Ars Fennica Award Exhibition
Internationally renowned Finnish art award, the winner of which in the year 2009 will be announced in Kumu. The candidates for the Ars Fennica award are: Maria Duncker, Tea Mäkipää and Seppo Renvall from Finland, Katrīna Neiburga from Latvia, and Mark Raidpere from Estonia. An exhibition of contestants’ works will be held in the Amos Anderson Art Museum in Helsinki from 3.10.–16.11.2008. The winner of the award is traditionally nominated by only one art expert, and this year the honour belongs to the internationally famous Hou Hanru, an American curator of Chinese origin. The winner of the award will be announced at the opening of the Kumu exhibition.

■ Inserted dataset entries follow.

use crate::{
    core::Effector,
    device::{Actuator, Stopwatch},
    runtime::{Component, ComponentContext},
};

/// Run the arm at a velocity setpoint for a fixed duration.
///
/// In exclusive mode the step owns its advance, exactly like a sleep step
/// that also drives the actuator. In concurrent mode the step index is
/// shared with a drivetrain step; the arm tracks its own completion on
/// the sequencer's effector flag and leaves the advance to its partner.
pub struct MoveArm {
    duration: f32,
    velocity: f32,
    step: usize,
    concurrent: bool,
}

impl MoveArm {
    pub fn new(duration: f32, velocity: f32, step: usize, concurrent: bool) -> Self {
        assert!(duration > 0.0, "duration must be positive");
        assert!(step >= 1, "step index is 1-based");

        Self {
            duration,
            velocity,
            step,
            concurrent,
        }
    }

    fn tick_exclusive(&mut self, ctx: &mut ComponentContext) {
        if ctx.stopwatch.elapsed() <= self.duration {
            if ctx.stopwatch.elapsed() == 0.0 {
                ctx.stopwatch.start();
            }

            if !ctx.sequence.is_registered(self.step) {
                ctx.sequence.register(self.step);
                info!(
                    "Step {}: arm at velocity {:.1} for {:.2}s",
                    self.step, self.velocity, self.duration
                );
            }

            ctx.arm.set_velocity(self.velocity);
        } else if ctx.sequence.is_registered(self.step) {
            ctx.sequence.advance(self.step);
            ctx.arm.set_velocity(0.0);
            ctx.stopwatch.stop();
            ctx.stopwatch.reset();

            info!("Step {}: arm complete", self.step);
        }
    }

    fn tick_concurrent(&mut self, ctx: &mut ComponentContext) {
        if !ctx.sequence.is_registered(self.step) {
            ctx.sequence.register(self.step);
            // The flag may be left over from an earlier run on the same
            // index.
            ctx.sequence.rearm_effector(Effector::Arm);

            info!(
                "Step {}: arm runs alongside at velocity {:.1} for {:.2}s",
                self.step, self.velocity, self.duration
            );
        }

        if ctx.sequence.effector_finished(Effector::Arm) {
            return;
        }

        if ctx.stopwatch.elapsed() <= self.duration {
            if ctx.stopwatch.elapsed() == 0.0 {
                ctx.stopwatch.start();
            }

            ctx.arm.set_velocity(self.velocity);
        } else {
            // The partner movement owns the step advance.
            ctx.sequence.finish_effector(Effector::Arm);
            ctx.arm.set_velocity(0.0);
            ctx.stopwatch.stop();
            ctx.stopwatch.reset();

            debug!("Step {}: arm portion complete", self.step);
        }
    }
}

impl Component for MoveArm {
    fn tick(&mut self, ctx: &mut ComponentContext) {
        if !ctx.sequence.is_eligible(self.step) || ctx.sequence.is_retired(self.step) {
            return;
        }

        if self.concurrent {
            self.tick_concurrent(ctx);
        } else {
            self.tick_exclusive(ctx);
        }
    }
}

#[cfg(test)]
mod tests {
    use super::*;
    use crate::kernel::{testing, DriveForward};

    #[test]
    fn test_exclusive_arm_owns_its_step() {
        let mut bench = testing::bench(1);
        let mut arm = MoveArm::new(1.5, 120.0, 1, false);

        arm.tick(&mut bench.ctx);

        assert!(bench.ctx.sequence.is_registered(1));
        assert!(bench.clock.lock().unwrap().is_running());
        assert_eq!(bench.arm.lock().unwrap().velocity(), 120.0);

        bench.clock.lock().unwrap().advance(1.6);
        arm.tick(&mut bench.ctx);

        assert!(bench.ctx.sequence.is_retired(1));
        assert_eq!(bench.arm.lock().unwrap().velocity(), 0.0);
        assert_eq!(bench.ctx.stopwatch.elapsed(), 0.0);
    }

    #[test]
    fn test_concurrent_arm_finishes_before_partner() {
        let mut bench = testing::bench(1);

        // Arm scheduled ahead of its partner, both on step 1.
        let mut arm = MoveArm::new(1.5, 120.0, 1, true);
        let mut drive = DriveForward::new(24.0, 0.5, 1);

        let target = bench.ctx.calibration.target_counts(24.0, 0.5);

        // Quarter-second cycles; the drivetrain crosses its threshold at
        // the 2.0s mark, well after the arm duration.
        let mut arm_finished_at = None;
        for cycle in 0..9 {
            if cycle == 8 {
                bench.ctx.drive_right.reset_position(target + 1.0);
            }

            arm.tick(&mut bench.ctx);
            drive.tick(&mut bench.ctx);

            if arm_finished_at.is_none() && bench.ctx.sequence.effector_finished(Effector::Arm) {
                arm_finished_at = Some(cycle);
                // The step itself is still running.
                assert!(!bench.ctx.sequence.is_retired(1));
                assert_eq!(bench.arm.lock().unwrap().velocity(), 0.0);
            }

            bench.clock.lock().unwrap().advance(0.25);
        }

        assert!(arm_finished_at.is_some());
        assert!(bench.ctx.sequence.is_retired(1));
    }

    #[test]
    fn test_concurrent_arm_rearms_flag_on_registration() {
        let mut bench = testing::bench(1);

        bench.ctx.sequence.finish_effector(Effector::Arm);

        let mut arm = MoveArm::new(1.0, 80.0, 1, true);
        arm.tick(&mut bench.ctx);

        // Stale flag from an earlier run is cleared and the arm runs.
        assert_eq!(bench.arm.lock().unwrap().velocity(), 80.0);
        assert!(!bench.ctx.sequence.effector_finished(Effector::Arm));
    }
}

Artists have created self-portraits with different objectives and messages in mind. The aim of this exhibition is not to map the genre of the self-portrait as a whole but to make the artists’ self-presentations speak through unexpected and occasionally cruel associations. Works displayed come from different eras and different media, from graphic art to film.
The Great Hall
“Floromania” is an exhibition devoted to flowers, to the love of flowers, and to interest in botany throughout the centuries. Above all, artists have been attracted to the beauty of flowers, and thus flowers have been painted as a part of still-lifes, and on products of applied art; flower motifs have been carved into stone and added as illustrations in scientific editions.
Quilting Sessions. Drawings by Paul McCarthy & Benjamin Weissman
This joint project of the Zachęta national gallery in Warsaw, the city gallery of modern art in Trento, and the Kumu Art Museum presents drawings that arose out of cooperation between two representatives of the extremist trend in art – the most influential figure in contemporary art in the USA, Paul McCarthy, and an author of horror books, Benjamin Weissman – in the period of 1997–2008. The drawings were completed in the course of a conversation, by passing the drawings over the table to one another and perfecting them. Owing to improvisation and recurrence, such cooperation techniques provide us with access to the subconscious and to expressiveness.
State of Affairs
In addition to the display of drawings by Paul McCarthy and Benjamin Weissman, in early summer the Kumu gallery of contemporary art will also exhibit the most interesting new projects and forgotten old projects from Estonian contemporary artists. This varied selection perfectly characterizes our present time, as well as the most remarkable positions in the Estonian contemporary art world.
It’s Getting Harder. Mindaugas Navakas
Works of art by the most famous Lithuanian sculptor in the Kumu courtyard and the surroundings of the museum. Mindaugas Navakas has been one of the best known Baltic artists since the 1990s, and his large-scale sculptures have been shown in many exhibitions across Europe.
Activities of the Foksal Gallery in 1966–1989
The Foksal Gallery was a gallery of Polish radical art and a meeting place of artists beginning in the 1960s. In a difficult artistic situation, the Foksal Gallery managed to act as a nursery for new experimental art, and several young artists who began their paths in the gallery later became internationally recognised artists. The exhibition gives an overview of the works of art of the period and introduces ideas that influenced sympathisers all over eastern Europe.
Eduard Wiiralt. Gift from the Estonian Committee
In Stockholm in 2005, the Estonian Committee presented the Art Museum of Estonia with an invaluable collection of works by Eduard Wiiralt (1898–1954) and the artist’s archives. The gift contains the artist’s works since 1927, but mostly from the post-World War II period. In regard to the early pieces of art, the most interesting part is copies reflecting different stages of completion of the work. The displayed works and biographical material give us a better idea of the graphic artist’s later oeuvre and working process.
Ülo Õun. Artist Interrupted
The Great Hall
An overview exhibition of the oeuvre of an original Estonian modernist sculptor, Ülo Õun (1940–1988), whose use of material (coloured gypsum) and uniqueness of conceptual thought are unrivalled in northern Europe. The exhibition was preceded by thorough restoration work by the museum’s specialists, which enables the oeuvre of the brilliant sculptor to be displayed in its entirety for the first time in history.